Antibody-Dependent Complement-Mediated Killing of Schistosomula in Intraperitoneal Diffusion Chambers in Mice

Abstract

The present investigations were designed to determine the biologic role of the different host defense mechanisms against schistosomiasis mansoni that are independent of direct cell-parasite contact. Schistosomula were placed in Millipore chambers of 0.22-µm pore size and were implanted i.p. into immune and nonimmune age- and sex-matched control mice. Significant degree of mortality was detected on recovery of the implanted schistosomula at 24 hr; the mean dead organisms in immune animals was 30 ± 4% as compared to 10 ± 2% in control mice (p < 0.01).
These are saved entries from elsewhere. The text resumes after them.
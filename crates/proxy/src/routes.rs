use std::sync::Arc;

use axum::{
    Json,
    body::Bytes,
    extract::State,
    http::{HeaderMap, Method, header},
    response::{IntoResponse, Response},
};
use serde_json::Value;
use taskboard_core::model::parse_bearer;
use tracing::{debug, error, warn};

use crate::{error::ProxyError, state::ProxyState};

pub async fn login_handler(
    State(state): State<Arc<ProxyState>>,
    body: Bytes,
) -> Result<Response, ProxyError> {
    let upstream = Upstream::new(Method::POST, "login", "Login failed");
    upstream.body(body).send(&state).await
}

/// Forwards to the backend's `/register`, the endpoint the client's own
/// sign-up uses, rather than creating the account through `POST /users`.
pub async fn register_handler(
    State(state): State<Arc<ProxyState>>,
    body: Bytes,
) -> Result<Response, ProxyError> {
    let upstream = Upstream::new(Method::POST, "register", "Register failed");
    upstream.body(body).send(&state).await
}

pub async fn list_users_handler(
    State(state): State<Arc<ProxyState>>,
    headers: HeaderMap,
) -> Result<Response, ProxyError> {
    let authorization = authorization(&headers)?;
    Upstream::new(Method::GET, "users", "Failed to fetch users")
        .authorization(authorization)
        .send(&state)
        .await
}

pub async fn create_user_handler(
    State(state): State<Arc<ProxyState>>,
    headers: HeaderMap,
    body: Bytes,
) -> Result<Response, ProxyError> {
    let authorization = authorization(&headers)?;
    Upstream::new(Method::POST, "users", "Failed to create user")
        .authorization(authorization)
        .body(body)
        .send(&state)
        .await
}

/// The caller's `Authorization` header, checked for the `Bearer <token>` shape
/// and returned untouched.
fn authorization(headers: &HeaderMap) -> Result<String, ProxyError> {
    let value = headers
        .get(header::AUTHORIZATION)
        .ok_or(ProxyError::MissingToken)?;
    let raw = value.to_str().map_err(|_| ProxyError::InvalidTokenFormat)?;
    parse_bearer(raw).ok_or(ProxyError::InvalidTokenFormat)?;
    Ok(raw.to_owned())
}

struct Upstream {
    method: Method,
    path: &'static str,
    fallback: &'static str,
    authorization: Option<String>,
    body: Option<Bytes>,
}

impl Upstream {
    fn new(method: Method, path: &'static str, fallback: &'static str) -> Self {
        Self {
            method,
            path,
            fallback,
            authorization: None,
            body: None,
        }
    }

    fn authorization(mut self, value: String) -> Self {
        self.authorization = Some(value);
        self
    }

    fn body(mut self, body: Bytes) -> Self {
        self.body = Some(body);
        self
    }

    async fn send(self, state: &ProxyState) -> Result<Response, ProxyError> {
        let url = state.url(self.path);
        debug!("{} {url}", self.method);

        let mut request = state.client.request(self.method, &url);
        if let Some(value) = self.authorization {
            request = request.header(header::AUTHORIZATION, value);
        }
        if let Some(body) = self.body {
            request = request
                .header(header::CONTENT_TYPE, "application/json")
                .body(body);
        }

        let reply = request.send().await.inspect_err(|e| {
            error!("Backend unreachable at {url}: {e}");
        })?;
        let status = reply.status();
        let payload: Value = reply.json().await.inspect_err(|e| {
            error!("Undecodable reply from {url}: {e}");
        })?;

        if !status.is_success() {
            let message = payload
                .get("message")
                .and_then(Value::as_str)
                .filter(|message| !message.is_empty())
                .unwrap_or(self.fallback)
                .to_owned();
            warn!("{url} answered {status}: {message}");
            return Err(ProxyError::Upstream { status, message });
        }

        Ok((status, Json(payload)).into_response())
    }
}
This effect on the implanted schistosomula into immune mice was confirmed by injecting these organisms into normal recipients and by recovering those that mature to adult worms. The ability of immune mice to kill significant numbers of implanted schistosomula was dependent on the intensity of infection and developed only after 8 weeks, which parallels the onset of protective immunity in vivo. Adoptive transfer of immune sera to normal recipients resulted in a mean of 23 ± 2% dead schistosomula in the recipient mice, which represents approximately 65% of the protection detected in the donor animals. Depletion of the eosinophils or neutrophils in the immune mice did not alter their ability to kill significant numbers of the implanted schistosomula. Cobra venom factor treatment, on the other hand, resulted in abrogation of the significant schistosomula killing detected in immune mice or in animals adoptively transferred with immune serum. These results demonstrate that specific acquired immunity to schistosomiasis in vivo is partially mediated by humoral factors and is dependent on the presence of complement. The Millipore chambers may help elucidate the significance of the many mechanisms which have already been described for host immune responses against the multicellular parasite Schistosoma mansoni.